#### [EXERCISE INPUT]
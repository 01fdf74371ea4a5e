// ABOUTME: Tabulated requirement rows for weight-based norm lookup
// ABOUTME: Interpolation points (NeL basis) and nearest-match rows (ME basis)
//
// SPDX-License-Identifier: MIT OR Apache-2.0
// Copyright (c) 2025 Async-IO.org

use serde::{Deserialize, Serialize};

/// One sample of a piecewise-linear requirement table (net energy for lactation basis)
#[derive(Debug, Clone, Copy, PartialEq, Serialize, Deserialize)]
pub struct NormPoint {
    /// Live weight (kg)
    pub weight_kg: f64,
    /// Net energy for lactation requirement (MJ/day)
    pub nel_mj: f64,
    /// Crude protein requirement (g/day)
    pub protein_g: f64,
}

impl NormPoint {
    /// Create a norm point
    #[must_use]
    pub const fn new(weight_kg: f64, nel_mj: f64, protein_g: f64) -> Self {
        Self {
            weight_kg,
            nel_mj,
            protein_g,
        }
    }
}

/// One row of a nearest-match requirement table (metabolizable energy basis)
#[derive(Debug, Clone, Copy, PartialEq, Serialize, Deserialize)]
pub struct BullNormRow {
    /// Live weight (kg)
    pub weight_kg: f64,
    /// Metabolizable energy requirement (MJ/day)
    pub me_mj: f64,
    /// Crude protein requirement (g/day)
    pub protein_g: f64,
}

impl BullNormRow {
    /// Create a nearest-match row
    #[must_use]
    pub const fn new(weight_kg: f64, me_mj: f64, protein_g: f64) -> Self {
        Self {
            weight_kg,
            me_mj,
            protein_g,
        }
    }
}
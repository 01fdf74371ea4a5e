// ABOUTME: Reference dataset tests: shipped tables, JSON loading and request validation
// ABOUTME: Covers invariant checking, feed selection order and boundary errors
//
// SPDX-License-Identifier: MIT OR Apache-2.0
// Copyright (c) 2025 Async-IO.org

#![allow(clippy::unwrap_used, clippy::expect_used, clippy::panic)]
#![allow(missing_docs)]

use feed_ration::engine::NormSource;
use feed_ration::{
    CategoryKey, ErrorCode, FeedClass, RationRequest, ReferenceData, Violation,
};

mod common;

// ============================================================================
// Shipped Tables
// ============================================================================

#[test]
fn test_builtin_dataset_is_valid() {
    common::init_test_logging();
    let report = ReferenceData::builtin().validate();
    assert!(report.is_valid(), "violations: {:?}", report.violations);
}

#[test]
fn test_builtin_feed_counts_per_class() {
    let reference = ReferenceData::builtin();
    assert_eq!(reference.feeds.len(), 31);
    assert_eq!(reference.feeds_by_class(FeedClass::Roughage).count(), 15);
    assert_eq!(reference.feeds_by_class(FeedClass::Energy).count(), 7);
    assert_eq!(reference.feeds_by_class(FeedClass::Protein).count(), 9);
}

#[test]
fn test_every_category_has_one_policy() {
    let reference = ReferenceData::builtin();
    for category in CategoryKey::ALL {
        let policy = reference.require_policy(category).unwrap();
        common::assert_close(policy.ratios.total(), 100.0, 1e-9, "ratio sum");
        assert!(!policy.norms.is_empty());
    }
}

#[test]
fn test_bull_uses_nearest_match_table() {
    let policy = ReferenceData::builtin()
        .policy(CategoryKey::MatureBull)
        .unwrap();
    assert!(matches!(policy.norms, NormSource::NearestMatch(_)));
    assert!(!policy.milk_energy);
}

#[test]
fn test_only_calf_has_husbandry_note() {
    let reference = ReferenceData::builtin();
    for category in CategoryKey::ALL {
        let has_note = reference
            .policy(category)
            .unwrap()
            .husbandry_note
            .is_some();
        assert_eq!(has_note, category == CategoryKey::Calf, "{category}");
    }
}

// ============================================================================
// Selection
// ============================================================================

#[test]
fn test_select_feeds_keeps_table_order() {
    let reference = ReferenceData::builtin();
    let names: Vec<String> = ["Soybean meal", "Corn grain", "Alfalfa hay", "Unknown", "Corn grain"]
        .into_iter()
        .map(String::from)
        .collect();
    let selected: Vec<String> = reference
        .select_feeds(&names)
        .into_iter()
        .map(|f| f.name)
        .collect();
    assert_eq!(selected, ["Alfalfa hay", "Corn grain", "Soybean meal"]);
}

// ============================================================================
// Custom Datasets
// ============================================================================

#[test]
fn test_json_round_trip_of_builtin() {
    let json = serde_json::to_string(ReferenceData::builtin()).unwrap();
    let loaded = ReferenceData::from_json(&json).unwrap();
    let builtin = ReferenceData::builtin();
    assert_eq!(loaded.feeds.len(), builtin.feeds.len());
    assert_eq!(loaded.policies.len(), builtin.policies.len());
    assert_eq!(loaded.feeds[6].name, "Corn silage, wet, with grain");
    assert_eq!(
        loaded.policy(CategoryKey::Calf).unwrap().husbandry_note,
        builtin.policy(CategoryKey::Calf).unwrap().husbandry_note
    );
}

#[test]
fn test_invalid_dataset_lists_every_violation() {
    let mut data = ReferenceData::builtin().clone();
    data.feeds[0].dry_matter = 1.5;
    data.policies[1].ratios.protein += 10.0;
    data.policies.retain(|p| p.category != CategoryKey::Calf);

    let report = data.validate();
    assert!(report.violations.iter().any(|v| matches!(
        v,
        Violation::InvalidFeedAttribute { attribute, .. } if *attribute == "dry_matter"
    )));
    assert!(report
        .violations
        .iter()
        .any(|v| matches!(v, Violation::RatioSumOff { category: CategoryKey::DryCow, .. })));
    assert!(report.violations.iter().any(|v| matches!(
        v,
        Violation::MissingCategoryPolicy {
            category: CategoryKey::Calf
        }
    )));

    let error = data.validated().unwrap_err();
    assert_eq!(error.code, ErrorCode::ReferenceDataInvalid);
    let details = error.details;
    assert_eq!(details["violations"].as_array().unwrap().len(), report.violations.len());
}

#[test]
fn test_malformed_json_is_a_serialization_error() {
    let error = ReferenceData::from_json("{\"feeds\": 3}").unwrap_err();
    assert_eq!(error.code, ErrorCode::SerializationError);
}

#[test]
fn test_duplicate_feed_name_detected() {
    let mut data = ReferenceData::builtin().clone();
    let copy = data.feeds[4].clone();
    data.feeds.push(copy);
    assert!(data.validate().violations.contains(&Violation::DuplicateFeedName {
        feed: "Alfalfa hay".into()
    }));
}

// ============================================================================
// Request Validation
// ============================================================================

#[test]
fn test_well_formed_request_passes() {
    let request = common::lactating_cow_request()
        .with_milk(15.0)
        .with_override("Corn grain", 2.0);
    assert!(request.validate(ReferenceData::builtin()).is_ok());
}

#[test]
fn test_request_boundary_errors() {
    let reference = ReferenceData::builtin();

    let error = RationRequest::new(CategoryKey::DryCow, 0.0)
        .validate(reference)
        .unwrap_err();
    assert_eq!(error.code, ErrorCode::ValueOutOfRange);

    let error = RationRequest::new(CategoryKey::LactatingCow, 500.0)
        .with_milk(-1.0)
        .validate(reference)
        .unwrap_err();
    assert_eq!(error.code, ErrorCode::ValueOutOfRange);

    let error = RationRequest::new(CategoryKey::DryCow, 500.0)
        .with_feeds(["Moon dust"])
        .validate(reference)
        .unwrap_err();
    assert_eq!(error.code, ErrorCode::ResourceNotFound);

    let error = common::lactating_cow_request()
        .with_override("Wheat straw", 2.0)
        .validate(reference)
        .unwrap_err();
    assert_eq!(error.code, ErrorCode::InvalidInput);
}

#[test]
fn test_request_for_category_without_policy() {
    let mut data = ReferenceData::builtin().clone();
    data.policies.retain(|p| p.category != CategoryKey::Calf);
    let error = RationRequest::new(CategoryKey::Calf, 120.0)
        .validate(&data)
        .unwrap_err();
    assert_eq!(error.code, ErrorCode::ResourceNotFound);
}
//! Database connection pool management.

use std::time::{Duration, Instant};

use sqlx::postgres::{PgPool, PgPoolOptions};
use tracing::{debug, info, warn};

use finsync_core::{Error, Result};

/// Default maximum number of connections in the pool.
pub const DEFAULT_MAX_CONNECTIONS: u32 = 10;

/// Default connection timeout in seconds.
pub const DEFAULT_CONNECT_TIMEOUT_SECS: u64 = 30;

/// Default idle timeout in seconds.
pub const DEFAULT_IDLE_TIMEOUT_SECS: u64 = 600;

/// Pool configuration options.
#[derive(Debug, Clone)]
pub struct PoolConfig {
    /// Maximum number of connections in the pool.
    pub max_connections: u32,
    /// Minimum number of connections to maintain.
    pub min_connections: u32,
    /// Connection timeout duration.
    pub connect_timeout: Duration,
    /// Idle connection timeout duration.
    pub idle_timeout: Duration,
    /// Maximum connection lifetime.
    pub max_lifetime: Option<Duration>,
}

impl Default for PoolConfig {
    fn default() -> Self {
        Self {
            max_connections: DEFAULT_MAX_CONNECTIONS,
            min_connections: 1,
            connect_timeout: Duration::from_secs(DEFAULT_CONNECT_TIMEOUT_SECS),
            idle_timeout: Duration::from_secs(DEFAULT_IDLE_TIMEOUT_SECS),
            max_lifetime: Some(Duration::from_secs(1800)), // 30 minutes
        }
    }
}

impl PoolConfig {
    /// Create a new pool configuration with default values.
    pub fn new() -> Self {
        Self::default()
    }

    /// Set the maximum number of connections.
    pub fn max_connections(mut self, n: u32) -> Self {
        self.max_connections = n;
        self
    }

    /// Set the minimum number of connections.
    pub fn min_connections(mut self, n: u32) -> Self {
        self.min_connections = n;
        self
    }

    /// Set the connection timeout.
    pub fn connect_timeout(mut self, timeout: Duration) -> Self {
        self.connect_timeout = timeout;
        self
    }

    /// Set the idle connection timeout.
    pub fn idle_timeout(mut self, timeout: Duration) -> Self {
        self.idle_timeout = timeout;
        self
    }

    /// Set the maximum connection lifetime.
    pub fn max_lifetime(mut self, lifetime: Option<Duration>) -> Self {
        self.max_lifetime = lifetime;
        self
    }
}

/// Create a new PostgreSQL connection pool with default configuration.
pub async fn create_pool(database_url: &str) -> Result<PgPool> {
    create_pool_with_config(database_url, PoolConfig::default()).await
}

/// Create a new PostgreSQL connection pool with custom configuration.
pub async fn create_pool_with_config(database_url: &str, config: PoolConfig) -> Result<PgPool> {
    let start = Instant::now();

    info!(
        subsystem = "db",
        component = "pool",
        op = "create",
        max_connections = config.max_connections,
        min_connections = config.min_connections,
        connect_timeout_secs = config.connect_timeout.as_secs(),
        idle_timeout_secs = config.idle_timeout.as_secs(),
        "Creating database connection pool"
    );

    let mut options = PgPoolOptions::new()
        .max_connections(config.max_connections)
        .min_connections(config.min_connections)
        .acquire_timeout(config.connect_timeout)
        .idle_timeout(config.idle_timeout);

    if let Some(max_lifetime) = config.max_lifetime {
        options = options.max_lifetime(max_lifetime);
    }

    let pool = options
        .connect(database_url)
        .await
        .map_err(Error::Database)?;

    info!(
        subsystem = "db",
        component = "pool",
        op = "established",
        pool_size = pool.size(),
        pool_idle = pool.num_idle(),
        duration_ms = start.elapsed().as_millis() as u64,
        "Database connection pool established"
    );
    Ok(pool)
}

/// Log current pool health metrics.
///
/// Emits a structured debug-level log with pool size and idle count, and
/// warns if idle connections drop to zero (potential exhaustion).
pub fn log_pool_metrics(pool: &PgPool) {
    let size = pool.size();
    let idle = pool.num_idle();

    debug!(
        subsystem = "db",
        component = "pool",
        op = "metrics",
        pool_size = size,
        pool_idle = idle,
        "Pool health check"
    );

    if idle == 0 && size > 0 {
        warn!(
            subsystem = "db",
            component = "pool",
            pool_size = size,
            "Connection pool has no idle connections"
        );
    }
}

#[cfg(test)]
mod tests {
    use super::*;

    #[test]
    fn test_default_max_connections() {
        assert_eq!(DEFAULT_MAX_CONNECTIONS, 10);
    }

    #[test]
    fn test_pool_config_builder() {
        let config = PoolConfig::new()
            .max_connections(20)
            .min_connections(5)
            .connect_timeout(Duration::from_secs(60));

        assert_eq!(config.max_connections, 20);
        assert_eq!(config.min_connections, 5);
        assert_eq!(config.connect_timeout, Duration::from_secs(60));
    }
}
* * *
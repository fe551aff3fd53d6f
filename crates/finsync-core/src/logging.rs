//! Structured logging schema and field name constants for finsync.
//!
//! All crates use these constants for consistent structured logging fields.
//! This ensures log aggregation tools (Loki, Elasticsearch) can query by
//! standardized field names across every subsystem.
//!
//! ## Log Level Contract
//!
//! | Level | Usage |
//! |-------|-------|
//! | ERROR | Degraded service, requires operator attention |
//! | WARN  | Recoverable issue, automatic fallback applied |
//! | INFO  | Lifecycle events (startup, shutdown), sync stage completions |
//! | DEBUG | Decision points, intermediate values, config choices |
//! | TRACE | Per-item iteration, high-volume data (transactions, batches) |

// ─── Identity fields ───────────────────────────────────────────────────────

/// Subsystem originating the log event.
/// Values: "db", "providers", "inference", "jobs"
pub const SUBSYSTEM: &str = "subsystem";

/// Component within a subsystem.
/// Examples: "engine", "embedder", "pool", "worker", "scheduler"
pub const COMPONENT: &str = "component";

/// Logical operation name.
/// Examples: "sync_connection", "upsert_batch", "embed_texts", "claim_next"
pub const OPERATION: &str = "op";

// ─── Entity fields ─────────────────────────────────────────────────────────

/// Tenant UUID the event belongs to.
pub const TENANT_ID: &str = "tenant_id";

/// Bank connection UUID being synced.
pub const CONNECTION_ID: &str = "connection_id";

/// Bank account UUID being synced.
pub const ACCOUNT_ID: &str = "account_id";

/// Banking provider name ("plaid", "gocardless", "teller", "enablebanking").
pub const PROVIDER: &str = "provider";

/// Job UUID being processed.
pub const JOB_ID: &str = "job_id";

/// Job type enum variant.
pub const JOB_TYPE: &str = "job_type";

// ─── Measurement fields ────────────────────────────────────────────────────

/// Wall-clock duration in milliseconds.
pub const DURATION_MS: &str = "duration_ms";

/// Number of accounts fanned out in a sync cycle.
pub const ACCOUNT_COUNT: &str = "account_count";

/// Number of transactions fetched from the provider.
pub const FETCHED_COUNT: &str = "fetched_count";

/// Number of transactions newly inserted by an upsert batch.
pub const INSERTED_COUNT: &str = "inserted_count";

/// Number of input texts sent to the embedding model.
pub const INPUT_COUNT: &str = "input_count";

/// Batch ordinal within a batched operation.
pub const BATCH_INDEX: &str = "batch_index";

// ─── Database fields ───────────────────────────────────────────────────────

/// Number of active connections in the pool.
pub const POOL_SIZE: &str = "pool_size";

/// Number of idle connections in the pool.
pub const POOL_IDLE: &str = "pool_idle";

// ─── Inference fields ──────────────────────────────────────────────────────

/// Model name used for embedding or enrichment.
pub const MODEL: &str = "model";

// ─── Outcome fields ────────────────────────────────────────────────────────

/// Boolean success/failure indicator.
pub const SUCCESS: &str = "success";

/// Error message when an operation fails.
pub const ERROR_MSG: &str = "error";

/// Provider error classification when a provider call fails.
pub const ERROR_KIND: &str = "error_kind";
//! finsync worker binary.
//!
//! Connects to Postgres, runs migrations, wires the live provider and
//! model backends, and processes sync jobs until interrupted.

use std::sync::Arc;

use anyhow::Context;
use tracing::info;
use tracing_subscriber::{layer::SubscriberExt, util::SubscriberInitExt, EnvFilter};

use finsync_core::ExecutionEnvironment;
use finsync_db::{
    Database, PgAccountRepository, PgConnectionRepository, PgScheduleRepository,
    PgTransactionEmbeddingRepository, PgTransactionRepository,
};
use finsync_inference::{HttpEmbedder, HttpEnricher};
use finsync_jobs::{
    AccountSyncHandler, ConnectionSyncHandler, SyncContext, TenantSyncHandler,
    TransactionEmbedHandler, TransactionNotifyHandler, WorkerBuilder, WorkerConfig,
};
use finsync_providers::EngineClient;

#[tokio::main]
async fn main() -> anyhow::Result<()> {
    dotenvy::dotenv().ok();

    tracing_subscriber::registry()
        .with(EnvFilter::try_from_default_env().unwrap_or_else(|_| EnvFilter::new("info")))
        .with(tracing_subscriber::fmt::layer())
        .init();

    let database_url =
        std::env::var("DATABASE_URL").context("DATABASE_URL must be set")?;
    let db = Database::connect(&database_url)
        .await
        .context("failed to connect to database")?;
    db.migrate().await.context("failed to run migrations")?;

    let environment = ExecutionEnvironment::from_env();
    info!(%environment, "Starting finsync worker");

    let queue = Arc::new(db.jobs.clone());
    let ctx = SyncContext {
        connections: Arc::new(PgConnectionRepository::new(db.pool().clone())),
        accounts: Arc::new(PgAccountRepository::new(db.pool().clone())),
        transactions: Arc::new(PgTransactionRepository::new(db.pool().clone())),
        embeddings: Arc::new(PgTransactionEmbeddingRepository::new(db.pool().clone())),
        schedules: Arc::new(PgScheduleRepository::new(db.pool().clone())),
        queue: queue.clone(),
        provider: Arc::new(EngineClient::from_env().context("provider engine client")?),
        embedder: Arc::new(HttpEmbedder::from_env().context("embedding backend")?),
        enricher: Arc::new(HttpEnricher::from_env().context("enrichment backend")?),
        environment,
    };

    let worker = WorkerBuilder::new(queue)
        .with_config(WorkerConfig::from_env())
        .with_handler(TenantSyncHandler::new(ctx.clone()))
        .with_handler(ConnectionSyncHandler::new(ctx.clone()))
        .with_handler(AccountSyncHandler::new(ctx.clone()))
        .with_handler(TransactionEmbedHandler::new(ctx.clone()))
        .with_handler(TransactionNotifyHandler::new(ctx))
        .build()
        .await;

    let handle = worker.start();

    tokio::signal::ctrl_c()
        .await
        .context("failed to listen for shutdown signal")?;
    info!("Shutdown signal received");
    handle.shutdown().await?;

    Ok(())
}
--
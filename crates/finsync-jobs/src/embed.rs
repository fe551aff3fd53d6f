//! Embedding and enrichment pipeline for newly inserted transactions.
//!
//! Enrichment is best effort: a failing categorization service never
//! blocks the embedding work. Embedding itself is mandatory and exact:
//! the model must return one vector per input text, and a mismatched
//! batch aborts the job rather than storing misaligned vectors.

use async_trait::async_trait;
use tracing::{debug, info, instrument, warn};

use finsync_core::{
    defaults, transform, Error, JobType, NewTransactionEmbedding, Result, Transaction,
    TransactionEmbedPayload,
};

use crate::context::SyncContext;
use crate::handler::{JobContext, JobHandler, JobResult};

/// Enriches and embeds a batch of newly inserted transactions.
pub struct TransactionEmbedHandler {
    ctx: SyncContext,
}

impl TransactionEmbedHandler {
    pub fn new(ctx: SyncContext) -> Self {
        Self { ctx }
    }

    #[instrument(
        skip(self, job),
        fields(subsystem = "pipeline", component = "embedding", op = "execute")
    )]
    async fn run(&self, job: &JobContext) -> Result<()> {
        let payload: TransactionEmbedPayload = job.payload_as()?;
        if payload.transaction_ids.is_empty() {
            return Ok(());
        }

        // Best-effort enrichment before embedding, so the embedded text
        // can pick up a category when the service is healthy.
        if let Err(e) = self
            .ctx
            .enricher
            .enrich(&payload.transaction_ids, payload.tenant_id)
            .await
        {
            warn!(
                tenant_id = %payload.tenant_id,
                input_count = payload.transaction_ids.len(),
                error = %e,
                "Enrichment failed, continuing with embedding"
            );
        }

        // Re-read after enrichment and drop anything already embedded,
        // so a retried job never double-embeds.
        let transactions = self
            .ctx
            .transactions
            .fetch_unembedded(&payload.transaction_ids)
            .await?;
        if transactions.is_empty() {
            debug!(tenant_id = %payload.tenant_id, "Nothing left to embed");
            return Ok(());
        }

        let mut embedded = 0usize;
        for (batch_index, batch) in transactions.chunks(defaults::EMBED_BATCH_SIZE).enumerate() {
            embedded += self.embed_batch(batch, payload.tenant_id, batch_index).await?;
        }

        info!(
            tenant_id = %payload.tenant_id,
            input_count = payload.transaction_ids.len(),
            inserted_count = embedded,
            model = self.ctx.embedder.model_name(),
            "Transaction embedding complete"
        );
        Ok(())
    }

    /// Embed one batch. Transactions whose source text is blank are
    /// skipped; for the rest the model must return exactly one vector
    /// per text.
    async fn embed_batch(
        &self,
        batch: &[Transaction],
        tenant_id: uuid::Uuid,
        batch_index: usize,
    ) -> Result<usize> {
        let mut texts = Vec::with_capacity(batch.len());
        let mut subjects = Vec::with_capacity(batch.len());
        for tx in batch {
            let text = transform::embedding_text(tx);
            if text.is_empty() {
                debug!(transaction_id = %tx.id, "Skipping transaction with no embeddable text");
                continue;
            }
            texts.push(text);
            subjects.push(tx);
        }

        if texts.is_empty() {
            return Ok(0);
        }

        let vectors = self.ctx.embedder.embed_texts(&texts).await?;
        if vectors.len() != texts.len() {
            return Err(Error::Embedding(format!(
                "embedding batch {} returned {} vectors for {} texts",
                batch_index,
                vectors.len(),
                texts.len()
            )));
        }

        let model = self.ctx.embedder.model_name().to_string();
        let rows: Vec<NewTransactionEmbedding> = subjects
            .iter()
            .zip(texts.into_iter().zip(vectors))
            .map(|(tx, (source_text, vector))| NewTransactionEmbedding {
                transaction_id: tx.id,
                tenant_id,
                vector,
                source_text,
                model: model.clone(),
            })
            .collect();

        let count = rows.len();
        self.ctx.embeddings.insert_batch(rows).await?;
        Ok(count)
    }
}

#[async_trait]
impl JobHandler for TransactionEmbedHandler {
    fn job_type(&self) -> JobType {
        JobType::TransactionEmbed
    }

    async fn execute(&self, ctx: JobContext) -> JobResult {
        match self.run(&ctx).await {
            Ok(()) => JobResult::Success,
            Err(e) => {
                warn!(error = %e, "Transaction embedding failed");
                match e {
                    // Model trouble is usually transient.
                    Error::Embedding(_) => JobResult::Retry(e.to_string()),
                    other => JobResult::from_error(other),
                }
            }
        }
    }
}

#### [EXERCISE DESCRIPTION]
Print, from the entries above, the line with "let error = RationRequest::new(CategoryKey::Calf, 120.0)", the line with "pub const DEFAULT_MAX_CONNECTIONS: u32 = 10;" and all lines between them, exactly and with nothing else.

#### [RESULT OF THIS EXERCISE]
    let error = RationRequest::new(CategoryKey::Calf, 120.0)
        .validate(&data)
        .unwrap_err();
    assert_eq!(error.code, ErrorCode::ResourceNotFound);
}
//! Database connection pool management.

use std::time::{Duration, Instant};

use sqlx::postgres::{PgPool, PgPoolOptions};
use tracing::{debug, info, warn};

use finsync_core::{Error, Result};

/// Default maximum number of connections in the pool.
pub const DEFAULT_MAX_CONNECTIONS: u32 = 10;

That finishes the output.